• [What is required]: Quote the entries below from the line with "use std::sync::Arc;" through the line with "let single = PoseAxis", both ends included, and only those lines.

• [Provided records]:
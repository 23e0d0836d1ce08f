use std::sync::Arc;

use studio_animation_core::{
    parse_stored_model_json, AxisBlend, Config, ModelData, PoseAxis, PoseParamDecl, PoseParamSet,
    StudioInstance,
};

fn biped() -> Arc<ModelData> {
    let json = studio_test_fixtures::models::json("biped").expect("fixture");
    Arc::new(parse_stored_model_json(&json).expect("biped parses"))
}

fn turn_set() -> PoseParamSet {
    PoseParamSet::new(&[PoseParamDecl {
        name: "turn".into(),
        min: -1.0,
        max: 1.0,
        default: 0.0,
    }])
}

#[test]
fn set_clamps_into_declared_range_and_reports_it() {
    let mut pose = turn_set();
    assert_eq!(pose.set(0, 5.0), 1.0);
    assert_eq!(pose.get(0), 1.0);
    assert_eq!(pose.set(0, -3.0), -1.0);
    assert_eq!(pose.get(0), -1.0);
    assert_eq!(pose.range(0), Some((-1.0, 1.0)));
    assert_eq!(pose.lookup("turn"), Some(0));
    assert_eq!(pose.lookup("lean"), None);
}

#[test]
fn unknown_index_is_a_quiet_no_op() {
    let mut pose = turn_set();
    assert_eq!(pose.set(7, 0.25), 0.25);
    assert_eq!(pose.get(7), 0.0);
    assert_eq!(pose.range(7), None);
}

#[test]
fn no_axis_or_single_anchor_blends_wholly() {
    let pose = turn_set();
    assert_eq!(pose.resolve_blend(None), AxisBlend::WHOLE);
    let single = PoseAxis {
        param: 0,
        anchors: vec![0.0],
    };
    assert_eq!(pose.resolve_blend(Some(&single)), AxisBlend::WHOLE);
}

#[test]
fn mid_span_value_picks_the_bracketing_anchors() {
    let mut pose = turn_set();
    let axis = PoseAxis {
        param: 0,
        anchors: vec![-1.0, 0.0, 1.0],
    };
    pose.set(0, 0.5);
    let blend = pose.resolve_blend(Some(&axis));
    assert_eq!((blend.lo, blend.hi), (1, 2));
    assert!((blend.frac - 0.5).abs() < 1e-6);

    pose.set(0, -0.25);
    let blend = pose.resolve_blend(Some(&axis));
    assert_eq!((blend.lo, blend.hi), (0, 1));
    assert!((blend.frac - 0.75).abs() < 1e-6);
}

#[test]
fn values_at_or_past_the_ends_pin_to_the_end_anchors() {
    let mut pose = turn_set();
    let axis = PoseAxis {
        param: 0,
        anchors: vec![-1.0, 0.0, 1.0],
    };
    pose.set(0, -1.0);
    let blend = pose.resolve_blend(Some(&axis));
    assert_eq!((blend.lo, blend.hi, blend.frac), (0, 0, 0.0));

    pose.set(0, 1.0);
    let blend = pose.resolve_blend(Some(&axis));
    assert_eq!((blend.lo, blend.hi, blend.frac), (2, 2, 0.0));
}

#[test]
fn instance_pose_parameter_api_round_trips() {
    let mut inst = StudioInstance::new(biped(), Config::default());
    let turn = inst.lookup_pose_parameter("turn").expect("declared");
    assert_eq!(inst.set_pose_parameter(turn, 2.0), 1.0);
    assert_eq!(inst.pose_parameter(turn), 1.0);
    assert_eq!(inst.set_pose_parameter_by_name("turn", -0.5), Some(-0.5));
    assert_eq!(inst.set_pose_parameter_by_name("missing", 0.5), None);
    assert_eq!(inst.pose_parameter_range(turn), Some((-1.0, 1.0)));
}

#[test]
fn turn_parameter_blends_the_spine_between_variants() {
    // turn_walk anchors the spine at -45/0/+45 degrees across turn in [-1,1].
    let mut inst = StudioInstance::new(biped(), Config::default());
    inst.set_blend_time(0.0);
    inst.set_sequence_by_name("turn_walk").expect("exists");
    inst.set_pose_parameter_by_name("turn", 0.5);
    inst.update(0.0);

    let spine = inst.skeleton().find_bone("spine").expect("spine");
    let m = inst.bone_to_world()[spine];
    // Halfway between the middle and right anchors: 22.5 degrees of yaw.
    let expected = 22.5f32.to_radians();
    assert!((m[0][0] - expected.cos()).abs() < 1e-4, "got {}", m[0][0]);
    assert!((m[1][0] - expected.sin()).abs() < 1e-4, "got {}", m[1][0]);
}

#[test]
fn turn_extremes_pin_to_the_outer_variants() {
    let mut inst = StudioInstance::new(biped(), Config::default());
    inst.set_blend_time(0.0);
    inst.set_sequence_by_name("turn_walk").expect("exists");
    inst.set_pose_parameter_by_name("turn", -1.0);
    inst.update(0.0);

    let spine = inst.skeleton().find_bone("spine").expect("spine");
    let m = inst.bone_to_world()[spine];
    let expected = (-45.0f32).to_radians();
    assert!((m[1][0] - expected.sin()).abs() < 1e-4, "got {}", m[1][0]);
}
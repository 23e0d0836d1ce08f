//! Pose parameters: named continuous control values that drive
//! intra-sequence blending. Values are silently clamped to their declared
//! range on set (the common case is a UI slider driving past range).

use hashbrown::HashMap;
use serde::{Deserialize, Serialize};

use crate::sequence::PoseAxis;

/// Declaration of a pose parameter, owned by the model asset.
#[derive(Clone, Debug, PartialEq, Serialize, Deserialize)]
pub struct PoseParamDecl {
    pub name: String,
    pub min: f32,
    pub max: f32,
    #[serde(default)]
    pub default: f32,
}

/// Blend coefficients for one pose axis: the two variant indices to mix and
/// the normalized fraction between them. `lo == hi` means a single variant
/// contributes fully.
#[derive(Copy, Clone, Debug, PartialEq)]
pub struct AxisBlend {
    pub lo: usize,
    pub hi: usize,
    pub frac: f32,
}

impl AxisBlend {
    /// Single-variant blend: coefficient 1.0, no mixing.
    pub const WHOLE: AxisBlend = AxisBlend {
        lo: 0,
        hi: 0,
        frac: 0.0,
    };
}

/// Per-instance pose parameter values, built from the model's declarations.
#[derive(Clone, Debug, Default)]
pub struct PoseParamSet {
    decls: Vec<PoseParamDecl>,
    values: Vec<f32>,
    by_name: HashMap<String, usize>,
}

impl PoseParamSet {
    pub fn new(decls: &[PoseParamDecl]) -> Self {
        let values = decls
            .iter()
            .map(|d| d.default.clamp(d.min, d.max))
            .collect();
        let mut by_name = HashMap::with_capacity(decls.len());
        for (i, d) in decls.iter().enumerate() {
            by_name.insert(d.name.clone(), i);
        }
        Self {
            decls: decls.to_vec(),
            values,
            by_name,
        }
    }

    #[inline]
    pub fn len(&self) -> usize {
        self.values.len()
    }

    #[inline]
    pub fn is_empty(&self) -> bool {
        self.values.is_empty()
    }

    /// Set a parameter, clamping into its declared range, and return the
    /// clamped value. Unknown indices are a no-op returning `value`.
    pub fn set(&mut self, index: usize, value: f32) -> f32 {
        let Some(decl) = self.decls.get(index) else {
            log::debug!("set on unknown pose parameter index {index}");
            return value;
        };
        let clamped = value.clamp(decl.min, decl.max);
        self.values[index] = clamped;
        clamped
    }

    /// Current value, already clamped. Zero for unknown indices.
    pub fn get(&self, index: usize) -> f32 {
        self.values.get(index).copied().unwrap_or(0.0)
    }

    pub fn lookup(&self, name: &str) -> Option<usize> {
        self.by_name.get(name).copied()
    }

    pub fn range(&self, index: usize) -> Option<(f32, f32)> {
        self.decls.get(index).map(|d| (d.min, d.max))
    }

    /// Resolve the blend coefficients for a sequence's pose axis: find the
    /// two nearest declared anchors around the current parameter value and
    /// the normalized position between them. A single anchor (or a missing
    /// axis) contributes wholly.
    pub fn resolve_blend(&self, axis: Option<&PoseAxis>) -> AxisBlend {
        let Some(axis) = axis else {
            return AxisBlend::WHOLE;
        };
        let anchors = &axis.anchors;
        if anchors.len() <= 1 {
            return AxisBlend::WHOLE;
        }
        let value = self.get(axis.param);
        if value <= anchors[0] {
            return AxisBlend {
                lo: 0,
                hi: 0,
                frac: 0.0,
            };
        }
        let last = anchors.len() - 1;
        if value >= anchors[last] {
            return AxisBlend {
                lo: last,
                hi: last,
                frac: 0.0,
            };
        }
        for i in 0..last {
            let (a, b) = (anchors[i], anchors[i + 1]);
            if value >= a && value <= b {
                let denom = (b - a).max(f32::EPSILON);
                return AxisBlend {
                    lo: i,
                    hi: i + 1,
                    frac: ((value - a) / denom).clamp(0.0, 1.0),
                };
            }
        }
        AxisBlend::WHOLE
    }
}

• [Output for this task]:
use std::sync::Arc;

use studio_animation_core::{
    parse_stored_model_json, AxisBlend, Config, ModelData, PoseAxis, PoseParamDecl, PoseParamSet,
    StudioInstance,
};

fn biped() -> Arc<ModelData> {
    let json = studio_test_fixtures::models::json("biped").expect("fixture");
    Arc::new(parse_stored_model_json(&json).expect("biped parses"))
}

fn turn_set() -> PoseParamSet {
    PoseParamSet::new(&[PoseParamDecl {
        name: "turn".into(),
        min: -1.0,
        max: 1.0,
        default: 0.0,
    }])
}

#[test]
fn set_clamps_into_declared_range_and_reports_it() {
    let mut pose = turn_set();
    assert_eq!(pose.set(0, 5.0), 1.0);
    assert_eq!(pose.get(0), 1.0);
    assert_eq!(pose.set(0, -3.0), -1.0);
    assert_eq!(pose.get(0), -1.0);
    assert_eq!(pose.range(0), Some((-1.0, 1.0)));
    assert_eq!(pose.lookup("turn"), Some(0));
    assert_eq!(pose.lookup("lean"), None);
}

#[test]
fn unknown_index_is_a_quiet_no_op() {
    let mut pose = turn_set();
    assert_eq!(pose.set(7, 0.25), 0.25);
    assert_eq!(pose.get(7), 0.0);
    assert_eq!(pose.range(7), None);
}

#[test]
fn no_axis_or_single_anchor_blends_wholly() {
    let pose = turn_set();
    assert_eq!(pose.resolve_blend(None), AxisBlend::WHOLE);
    let single = PoseAxis {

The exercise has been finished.